Material for this task =
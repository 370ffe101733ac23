//! Phonetic annotation markup.
//!
//! Each glyph is classified once into [`Annotation`] and rendered for the
//! reading direction: horizontal text carries its ruby below the glyph,
//! vertical columns carry it to the side. Optional English glosses follow the
//! longest matching phrase.
//!
//! The output is an HTML fragment built from trusted table data and the input
//! text verbatim. Nothing is escaped, so untrusted text must never reach an
//! unescaped render sink through here.

use tracing::trace;

use crate::overrides::{CustomZhuyinStore, ZhuyinLookup};
use crate::settings::TextSettings;
use crate::tables::{self, is_cjk};
use crate::types::Formatted;

/// Ideographic full stop; terminates a vertical column.
pub const SENTENCE_DELIMITER: char = '。';

/// What a single glyph renders as.
#[derive(Debug, Clone, Copy, PartialEq, Eq)]
pub enum Annotation<'a> {
    Bare,
    Pinyin(&'static str),
    /// Zhuyin symbols, one rendered unit per char.
    Zhuyin(&'a str),
}

/// Classify one glyph. Pinyin takes precedence when both are enabled and
/// available; anything unannotatable renders bare.
pub fn classify<'a>(c: char, settings: &TextSettings, zhuyin: ZhuyinLookup<'a>) -> Annotation<'a> {
    if !is_cjk(c) {
        return Annotation::Bare;
    }
    if settings.show_pinyin {
        if let Some(syllable) = tables::pinyin(c) {
            return Annotation::Pinyin(syllable);
        }
    }
    if settings.show_zhuyin {
        if let Some(symbols) = zhuyin.get(c) {
            return Annotation::Zhuyin(symbols);
        }
    }
    Annotation::Bare
}

/// Format `text` for display.
///
/// Horizontal layout yields [`Formatted::Text`]; vertical layout yields one
/// [`Formatted::Columns`] entry per sentence. Total over any input.
pub fn format_text(text: &str, settings: &TextSettings, store: &CustomZhuyinStore) -> Formatted {
    let annotating = settings.show_pinyin || settings.show_zhuyin || settings.show_english;

    if !annotating {
        return if settings.vertical_layout {
            Formatted::Columns(split_sentences(text))
        } else {
            Formatted::Text(text.to_string())
        };
    }

    let zhuyin = store.lookup();

    if settings.vertical_layout {
        let columns = split_sentences(text)
            .iter()
            .map(|sentence| render(sentence, settings, zhuyin, Orientation::Vertical))
            .collect();
        Formatted::Columns(columns)
    } else {
        Formatted::Text(render(text, settings, zhuyin, Orientation::Horizontal))
    }
}

/// Split on "。", drop blank fragments, and re-terminate every survivor,
/// including an unterminated trailing fragment.
pub fn split_sentences(text: &str) -> Vec<String> {
    text.split(SENTENCE_DELIMITER)
        .filter(|s| !s.trim().is_empty())
        .map(|s| format!("{s}{SENTENCE_DELIMITER}"))
        .collect()
}

#[derive(Debug, Clone, Copy, PartialEq, Eq)]
enum Orientation {
    Horizontal,
    Vertical,
}

impl Orientation {
    fn pinyin_wrapper(self) -> &'static str {
        match self {
            Orientation::Horizontal => "inline-block relative mr-4 mb-8",
            Orientation::Vertical => "inline-block relative mr-6",
        }
    }

    fn pinyin_ruby(self) -> &'static str {
        match self {
            Orientation::Horizontal => {
                "absolute top-full left-1/2 transform -translate-x-1/2 mt-1 text-xs leading-tight"
            }
            Orientation::Vertical => "absolute left-full top-0 ml-1 text-xs leading-tight",
        }
    }

    fn zhuyin_wrapper(self) -> &'static str {
        match self {
            Orientation::Horizontal => "inline-block relative mr-4 mb-16",
            Orientation::Vertical => "inline-block relative mr-8",
        }
    }

    fn zhuyin_ruby(self) -> &'static str {
        match self {
            Orientation::Horizontal => {
                "absolute top-full left-1/2 transform -translate-x-1/2 mt-1 flex flex-col items-center justify-start text-xs leading-tight"
            }
            Orientation::Vertical => {
                "absolute left-full top-0 ml-1 flex flex-col items-center justify-start h-full text-xs leading-tight"
            }
        }
    }

    fn gloss(self) -> &'static str {
        match self {
            Orientation::Horizontal => "ml-1 text-sm text-gray-500",
            Orientation::Vertical => "inline-block mt-1 text-xs text-gray-500",
        }
    }
}

fn render(text: &str, settings: &TextSettings, zhuyin: ZhuyinLookup<'_>, orientation: Orientation) -> String {
    let chars: Vec<char> = text.chars().collect();
    let mut out = String::with_capacity(text.len() * 8);
    let mut i = 0;

    while i < chars.len() {
        let gloss = if settings.show_english {
            tables::glosses().longest_match(&chars, i)
        } else {
            None
        };

        match gloss {
            Some((len, english)) => {
                for &c in &chars[i..i + len] {
                    render_glyph(&mut out, c, classify(c, settings, zhuyin), orientation);
                }
                push_gloss(&mut out, english, orientation);
                i += len;
            }
            None => {
                let c = chars[i];
                render_glyph(&mut out, c, classify(c, settings, zhuyin), orientation);
                i += 1;
            }
        }
    }

    trace!("rendered {} glyphs as {:?}", chars.len(), orientation);
    out
}

fn render_glyph(out: &mut String, c: char, annotation: Annotation<'_>, orientation: Orientation) {
    match annotation {
        Annotation::Bare => out.push(c),
        Annotation::Pinyin(syllable) => {
            open_unit(out, c, orientation.pinyin_wrapper());
            out.push_str("<span class=\"");
            out.push_str(orientation.pinyin_ruby());
            out.push_str("\">");
            out.push_str(syllable);
            out.push_str("</span></span>");
        }
        Annotation::Zhuyin(symbols) => {
            open_unit(out, c, orientation.zhuyin_wrapper());
            out.push_str("<span class=\"");
            out.push_str(orientation.zhuyin_ruby());
            out.push_str("\">");
            for symbol in symbols.chars() {
                out.push_str("<span class=\"block text-center\">");
                out.push(symbol);
                out.push_str("</span>");
            }
            out.push_str("</span></span>");
        }
    }
}

/// Outer wrapper plus the glyph itself; the caller appends the ruby and
/// closes the wrapper.
fn open_unit(out: &mut String, c: char, wrapper: &str) {
    out.push_str("<span class=\"");
    out.push_str(wrapper);
    out.push_str("\"><span class=\"inline-block\">");
    out.push(c);
    out.push_str("</span>");
}

fn push_gloss(out: &mut String, english: &str, orientation: Orientation) {
    out.push_str("<span class=\"");
    out.push_str(orientation.gloss());
    out.push_str("\">(");
    out.push_str(english);
    out.push_str(")</span>");
}

#[cfg(test)]
mod tests {
    use super::*;
    use crate::coverage::check_coverage;

    fn settings(pinyin: bool, zhuyin: bool, english: bool, vertical: bool) -> TextSettings {
        TextSettings {
            show_pinyin: pinyin,
            show_zhuyin: zhuyin,
            show_english: english,
            vertical_layout: vertical,
            ..Default::default()
        }
    }

    fn all_settings() -> Vec<TextSettings> {
        let mut out = Vec::new();
        for bits in 0..16u8 {
            out.push(settings(bits & 1 != 0, bits & 2 != 0, bits & 4 != 0, bits & 8 != 0));
        }
        out
    }

    fn text(f: Formatted) -> String {
        match f {
            Formatted::Text(s) => s,
            Formatted::Columns(c) => panic!("expected text, got columns {c:?}"),
        }
    }

    fn columns(f: Formatted) -> Vec<String> {
        match f {
            Formatted::Columns(c) => c,
            Formatted::Text(s) => panic!("expected columns, got text {s:?}"),
        }
    }

    // ── plain passthrough ───────────────────────────────────────────

    #[test]
    fn plain_horizontal_is_unchanged() {
        let store = CustomZhuyinStore::in_memory();
        let input = "小兔子在森林裡。";
        assert_eq!(text(format_text(input, &settings(false, false, false, false), &store)), input);
    }

    #[test]
    fn plain_vertical_splits_sentences() {
        let store = CustomZhuyinStore::in_memory();
        let cols = columns(format_text("A。B。C。", &settings(false, false, false, true), &store));
        assert_eq!(cols, vec!["A。", "B。", "C。"]);
    }

    #[test]
    fn vertical_terminates_trailing_fragment() {
        assert_eq!(split_sentences("甲。乙"), vec!["甲。", "乙。"]);
    }

    #[test]
    fn vertical_drops_blank_fragments() {
        assert_eq!(split_sentences("。。甲。 。"), vec!["甲。"]);
        assert!(split_sentences("").is_empty());
        assert!(split_sentences("   ").is_empty());
    }

    // ── classification ──────────────────────────────────────────────

    #[test]
    fn classify_prefers_pinyin() {
        let store = CustomZhuyinStore::in_memory();
        assert_eq!(
            classify('小', &settings(true, true, false, false), store.lookup()),
            Annotation::Pinyin("xiǎo")
        );
    }

    #[test]
    fn classify_falls_back_to_zhuyin_when_no_pinyin() {
        // 呢 has an override Zhuyin but no Pinyin.
        let mut store = CustomZhuyinStore::in_memory();
        store.set('呢', "ㄋㄜ˙");
        assert_eq!(
            classify('呢', &settings(true, true, false, false), store.lookup()),
            Annotation::Zhuyin("ㄋㄜ˙")
        );
    }

    #[test]
    fn classify_non_cjk_is_bare() {
        let store = CustomZhuyinStore::in_memory();
        for c in ['a', '。', '🐰', 'ㄅ', ' '] {
            assert_eq!(classify(c, &settings(true, false, false, false), store.lookup()), Annotation::Bare);
        }
    }

    // ── horizontal annotation ───────────────────────────────────────

    #[test]
    fn pinyin_scenario_little_rabbit() {
        let store = CustomZhuyinStore::in_memory();
        let out = text(format_text("小兔子", &settings(true, false, false, false), &store));
        let expected: String = [('小', "xiǎo"), ('兔', "tù"), ('子', "zi")]
            .iter()
            .map(|(c, py)| {
                format!(
                    "<span class=\"inline-block relative mr-4 mb-8\"><span class=\"inline-block\">{c}</span>\
                     <span class=\"absolute top-full left-1/2 transform -translate-x-1/2 mt-1 text-xs leading-tight\">{py}</span></span>"
                )
            })
            .collect();
        assert_eq!(out, expected);
        assert_eq!(out.matches("mb-8").count(), 3);
    }

    #[test]
    fn zhuyin_symbols_are_stacked_individually() {
        let store = CustomZhuyinStore::in_memory();
        let out = text(format_text("小", &settings(false, true, false, false), &store));
        assert!(out.contains("mb-16"));
        for symbol in ["ㄒ", "ㄧ", "ㄠ", "ˇ"] {
            assert!(out.contains(&format!("<span class=\"block text-center\">{symbol}</span>")));
        }
        assert_eq!(out.matches("block text-center").count(), 4);
    }

    #[test]
    fn punctuation_passes_through_annotated_text() {
        let store = CustomZhuyinStore::in_memory();
        let out = text(format_text("小，!", &settings(true, false, false, false), &store));
        assert!(out.ends_with("</span></span>，!"));
    }

    #[test]
    fn custom_override_is_rendered() {
        let mut store = CustomZhuyinStore::in_memory();
        store.set('於', "ㄩˊ");
        let out = text(format_text("於", &settings(false, true, false, false), &store));
        assert!(out.contains("<span class=\"block text-center\">ㄩ</span>"));
    }

    // ── vertical annotation ─────────────────────────────────────────

    #[test]
    fn vertical_annotation_sits_beside_glyph() {
        let store = CustomZhuyinStore::in_memory();
        let cols = columns(format_text("小兔。大熊。", &settings(false, true, false, true), &store));
        assert_eq!(cols.len(), 2);
        for col in &cols {
            assert!(col.contains("left-full top-0"));
            assert!(!col.contains("top-full"));
            assert!(col.ends_with('。'));
        }
    }

    #[test]
    fn vertical_pinyin_markup() {
        let store = CustomZhuyinStore::in_memory();
        let cols = columns(format_text("大", &settings(true, false, false, true), &store));
        assert_eq!(
            cols,
            vec![
                "<span class=\"inline-block relative mr-6\"><span class=\"inline-block\">大</span>\
                 <span class=\"absolute left-full top-0 ml-1 text-xs leading-tight\">dà</span></span>。"
            ]
        );
    }

    // ── English glosses ─────────────────────────────────────────────

    #[test]
    fn english_gloss_follows_phrase() {
        let store = CustomZhuyinStore::in_memory();
        let out = text(format_text("小兔子在森林裡", &settings(false, false, true, false), &store));
        assert_eq!(
            out,
            "小兔子<span class=\"ml-1 text-sm text-gray-500\">(Little Rabbit)</span>在\
             森林<span class=\"ml-1 text-sm text-gray-500\">(Forest)</span>裡"
        );
    }

    #[test]
    fn english_gloss_matches_longest_phrase() {
        let store = CustomZhuyinStore::in_memory();
        let out = text(format_text("魔法森林", &settings(false, false, true, false), &store));
        assert!(out.contains("(Magic Forest)"));
        assert!(!out.contains("(Forest)"));
    }

    #[test]
    fn english_gloss_with_annotation() {
        let store = CustomZhuyinStore::in_memory();
        let out = text(format_text("朋友", &settings(true, false, true, false), &store));
        let gloss_at = out.find("(Friend)").unwrap();
        assert!(out.find("péng").unwrap() < gloss_at);
        assert!(out.find("yǒu").unwrap() < gloss_at);
    }

    #[test]
    fn english_vertical_keeps_columns() {
        let store = CustomZhuyinStore::in_memory();
        let cols = columns(format_text("森林。花園。", &settings(false, false, true, true), &store));
        assert_eq!(cols.len(), 2);
        assert!(cols[0].contains("(Forest)"));
        assert!(cols[1].contains("(Garden)"));
    }

    // ── properties ──────────────────────────────────────────────────

    #[test]
    fn idempotent_on_covered_text() {
        let store = CustomZhuyinStore::in_memory();
        let input = "小兔子在森林裡遇到了一隻迷路的小動物。";
        assert!(check_coverage(input, &store).has_full_coverage);
        for s in all_settings() {
            assert_eq!(format_text(input, &s, &store), format_text(input, &s, &store));
        }
    }

    #[test]
    fn missing_chars_render_bare() {
        let store = CustomZhuyinStore::in_memory();
        let input = "龍終於來了嗎";
        let report = check_coverage(input, &store);
        assert!(!report.missing_chars.is_empty());
        let out = text(format_text(input, &settings(false, true, false, false), &store));
        for c in report.missing_chars {
            assert!(!out.contains(&format!("<span class=\"inline-block\">{c}</span>")));
            assert!(out.contains(c));
        }
    }

    #[test]
    fn non_cjk_text_is_untouched_by_any_settings() {
        let store = CustomZhuyinStore::in_memory();
        let input = "Hello 123 🐰🌈";
        for s in all_settings() {
            match format_text(input, &s, &store) {
                Formatted::Text(out) => assert_eq!(out, input),
                Formatted::Columns(cols) => assert_eq!(cols, vec![format!("{input}。")]),
            }
        }
    }

    #[test]
    fn empty_input_for_all_settings() {
        let store = CustomZhuyinStore::in_memory();
        for s in all_settings() {
            match format_text("", &s, &store) {
                Formatted::Text(out) => assert_eq!(out, ""),
                Formatted::Columns(cols) => assert!(cols.is_empty()),
            }
        }
    }
}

Problem statement =
Starting at the first line of the records above, please copy every line exactly through the line containing "never reach an", and stop there.

Exercise result =
repository 370ffe101733ac23
//! Phonetic annotation markup.
//!
//! Each glyph is classified once into [`Annotation`] and rendered for the
//! reading direction: horizontal text carries its ruby below the glyph,
//! vertical columns carry it to the side. Optional English glosses follow the
//! longest matching phrase.
//!
//! The output is an HTML fragment built from trusted table data and the input
//! text verbatim. Nothing is escaped, so untrusted text must never reach an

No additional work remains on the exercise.